• _DESCRIPTION OF THE TASK_
Check each line of the data, and copy those where "Optional" appears.

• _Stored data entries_
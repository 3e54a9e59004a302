//! Structured logging setup.
//!
//! Installs a `tracing` subscriber with:
//! - JSON output for production, pretty output for development
//! - `RUST_LOG` taking precedence over the configured level
//! - Optional sampling of non-error events
//! - Optional non-blocking (buffered) output

use anyhow::{Context, Result};
use std::env;
use std::sync::atomic::{AtomicU64, Ordering};
use tracing::subscriber::Interest;
use tracing::{Level, Metadata, Subscriber};
use tracing_subscriber::layer::{Context as LayerContext, SubscriberExt};
use tracing_subscriber::registry::LookupSpan;
use tracing_subscriber::util::SubscriberInitExt;
use tracing_subscriber::{EnvFilter, Layer};

/// Log format: JSON for production, pretty-print for development
#[derive(Debug, Clone, Copy, PartialEq, Eq)]
pub enum LogFormat {
    Json,
    Pretty,
}

impl LogFormat {
    pub fn parse(s: &str) -> Self {
        match s.trim().to_lowercase().as_str() {
            "pretty" => LogFormat::Pretty,
            _ => LogFormat::Json,
        }
    }
}

/// Sampling mode: how to decide which events to emit
#[derive(Debug, Clone, Copy, PartialEq, Eq)]
pub enum SamplingMode {
    /// Log everything
    All,
    /// Log only WARN and ERROR levels
    ErrorOnly,
    /// Sample INFO and below, log all warnings and errors
    Sampled,
}

impl SamplingMode {
    pub fn parse(s: &str) -> Self {
        match s.trim().to_lowercase().as_str() {
            "error-only" | "error_only" => SamplingMode::ErrorOnly,
            "sampled" => SamplingMode::Sampled,
            _ => SamplingMode::All,
        }
    }
}

#[derive(Debug, Clone)]
pub struct LogConfig {
    /// Log level: trace/debug/info/warn/error
    pub log_level: String,
    pub format: LogFormat,
    pub sampling_mode: SamplingMode,
    /// Sampling rate (0.0-1.0) for Sampled mode
    pub sampling_rate: f64,
    /// Write through a background thread instead of inline
    pub async_logging: bool,
    /// Extra `target=level` directives, comma-separated
    pub target_filter: Option<String>,
    /// Include file:line location (dev only)
    pub include_location: bool,
}

impl Default for LogConfig {
    fn default() -> Self {
        Self {
            log_level: "info".to_string(),
            format: LogFormat::Pretty,
            sampling_mode: SamplingMode::All,
            sampling_rate: 1.0,
            async_logging: false,
            target_filter: None,
            include_location: false,
        }
    }
}

impl LogConfig {
    /// Parse configuration from `APP_LOG_*` environment variables with defaults.
    #[must_use]
    pub fn from_env() -> Self {
        let defaults = Self::default();
        Self {
            log_level: env::var("APP_LOG_LEVEL").unwrap_or(defaults.log_level),
            format: env::var("APP_LOG_FORMAT")
                .map(|v| LogFormat::parse(&v))
                .unwrap_or(defaults.format),
            sampling_mode: env::var("APP_LOG_SAMPLING_MODE")
                .map(|v| SamplingMode::parse(&v))
                .unwrap_or(defaults.sampling_mode),
            sampling_rate: env::var("APP_LOG_SAMPLING_RATE")
                .ok()
                .and_then(|s| s.parse().ok())
                .unwrap_or(defaults.sampling_rate),
            async_logging: env::var("APP_LOG_ASYNC")
                .ok()
                .and_then(|s| s.parse().ok())
                .unwrap_or(defaults.async_logging),
            target_filter: env::var("APP_LOG_TARGET_FILTER").ok(),
            include_location: env::var("APP_LOG_INCLUDE_LOCATION")
                .ok()
                .and_then(|s| s.parse().ok())
                .unwrap_or(defaults.include_location),
        }
    }
}

/// Sampling layer: decides whether to emit an event based on sampling rules
pub struct SamplingLayer {
    mode: SamplingMode,
    sampling_rate: f64,
    counter: AtomicU64,
}

impl SamplingLayer {
    pub fn new(mode: SamplingMode, sampling_rate: f64) -> Self {
        Self {
            mode,
            sampling_rate: sampling_rate.clamp(0.0, 1.0),
            counter: AtomicU64::new(0),
        }
    }

    fn should_sample(&self, metadata: &Metadata<'_>) -> bool {
        let severe = matches!(*metadata.level(), Level::WARN | Level::ERROR);
        match self.mode {
            SamplingMode::All => true,
            SamplingMode::ErrorOnly => severe,
            SamplingMode::Sampled => {
                if severe || metadata.is_span() {
                    return true;
                }
                if self.sampling_rate <= 0.0 {
                    return false;
                }
                let count = self.counter.fetch_add(1, Ordering::Relaxed);
                let interval = (1.0 / self.sampling_rate) as u64;
                interval > 0 && count % interval == 0
            }
        }
    }

    /// Per-callsite interest. Sampled callsites stay `sometimes` so every
    /// event reaches [`Self::should_sample`] instead of being cached after the
    /// first decision.
    fn interest(&self, metadata: &Metadata<'_>) -> Interest {
        let severe = matches!(*metadata.level(), Level::WARN | Level::ERROR);
        match self.mode {
            SamplingMode::All => Interest::always(),
            SamplingMode::ErrorOnly if severe => Interest::always(),
            SamplingMode::ErrorOnly => Interest::never(),
            SamplingMode::Sampled if severe || metadata.is_span() => Interest::always(),
            SamplingMode::Sampled => Interest::sometimes(),
        }
    }
}

impl<S> Layer<S> for SamplingLayer
where
    S: Subscriber + for<'a> LookupSpan<'a>,
{
    fn register_callsite(&self, metadata: &'static Metadata<'static>) -> Interest {
        self.interest(metadata)
    }

    fn enabled(&self, metadata: &Metadata<'_>, _ctx: LayerContext<'_, S>) -> bool {
        self.should_sample(metadata)
    }
}

fn build_filter(config: &LogConfig) -> EnvFilter {
    let level = match config.log_level.to_lowercase().as_str() {
        "trace" => Level::TRACE,
        "debug" => Level::DEBUG,
        "warn" => Level::WARN,
        "error" => Level::ERROR,
        _ => Level::INFO,
    };

    let mut env_filter =
        EnvFilter::try_from_default_env().unwrap_or_else(|_| EnvFilter::new(level.as_str()));

    // Client disconnects are reported by the HTTP server at info/debug.
    if let Ok(directive) = "may_minihttp=warn".parse() {
        env_filter = env_filter.add_directive(directive);
    }

    if let Some(target_filter) = &config.target_filter {
        for filter in target_filter.split(',').map(str::trim).filter(|f| !f.is_empty()) {
            match filter.parse() {
                Ok(directive) => env_filter = env_filter.add_directive(directive),
                Err(_) => eprintln!("Warning: Invalid log filter directive: {filter}"),
            }
        }
    }
    env_filter
}

/// Install the global subscriber described by `config`.
///
/// # Errors
///
/// Fails if a global subscriber is already installed.
///
/// # Example
///
/// ```no_run
/// use enzovu::logging::{init_logging, LogConfig};
///
/// init_logging(&LogConfig::from_env()).expect("Failed to initialize logging");
/// ```
pub fn init_logging(config: &LogConfig) -> Result<()> {
    let registry = tracing_subscriber::registry()
        .with(build_filter(config))
        .with(SamplingLayer::new(config.sampling_mode, config.sampling_rate));

    if config.async_logging {
        let (non_blocking, guard) = tracing_appender::non_blocking(std::io::stdout());
        let fmt_layer = match config.format {
            LogFormat::Json => tracing_subscriber::fmt::layer()
                .json()
                .with_current_span(true)
                .with_target(true)
                .with_file(config.include_location)
                .with_line_number(config.include_location)
                .with_writer(non_blocking)
                .boxed(),
            LogFormat::Pretty => tracing_subscriber::fmt::layer()
                .pretty()
                .with_target(true)
                .with_file(config.include_location)
                .with_line_number(config.include_location)
                .with_writer(non_blocking)
                .boxed(),
        };
        registry
            .with(fmt_layer)
            .try_init()
            .context("Failed to initialize async logging")?;

        // The writer thread must outlive every log call; keep it for the
        // process lifetime.
        std::mem::forget(guard);
    } else {
        let fmt_layer = match config.format {
            LogFormat::Json => tracing_subscriber::fmt::layer()
                .json()
                .with_current_span(true)
                .with_target(true)
                .with_file(config.include_location)
                .with_line_number(config.include_location)
                .boxed(),
            LogFormat::Pretty => tracing_subscriber::fmt::layer()
                .pretty()
                .with_target(true)
                .with_file(config.include_location)
                .with_line_number(config.include_location)
                .boxed(),
        };
        registry
            .with(fmt_layer)
            .try_init()
            .context("Failed to initialize logging")?;
    }

    Ok(())
}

• _WRITTEN SOLUTION_
//! - Optional sampling of non-error events
//! - Optional non-blocking (buffered) output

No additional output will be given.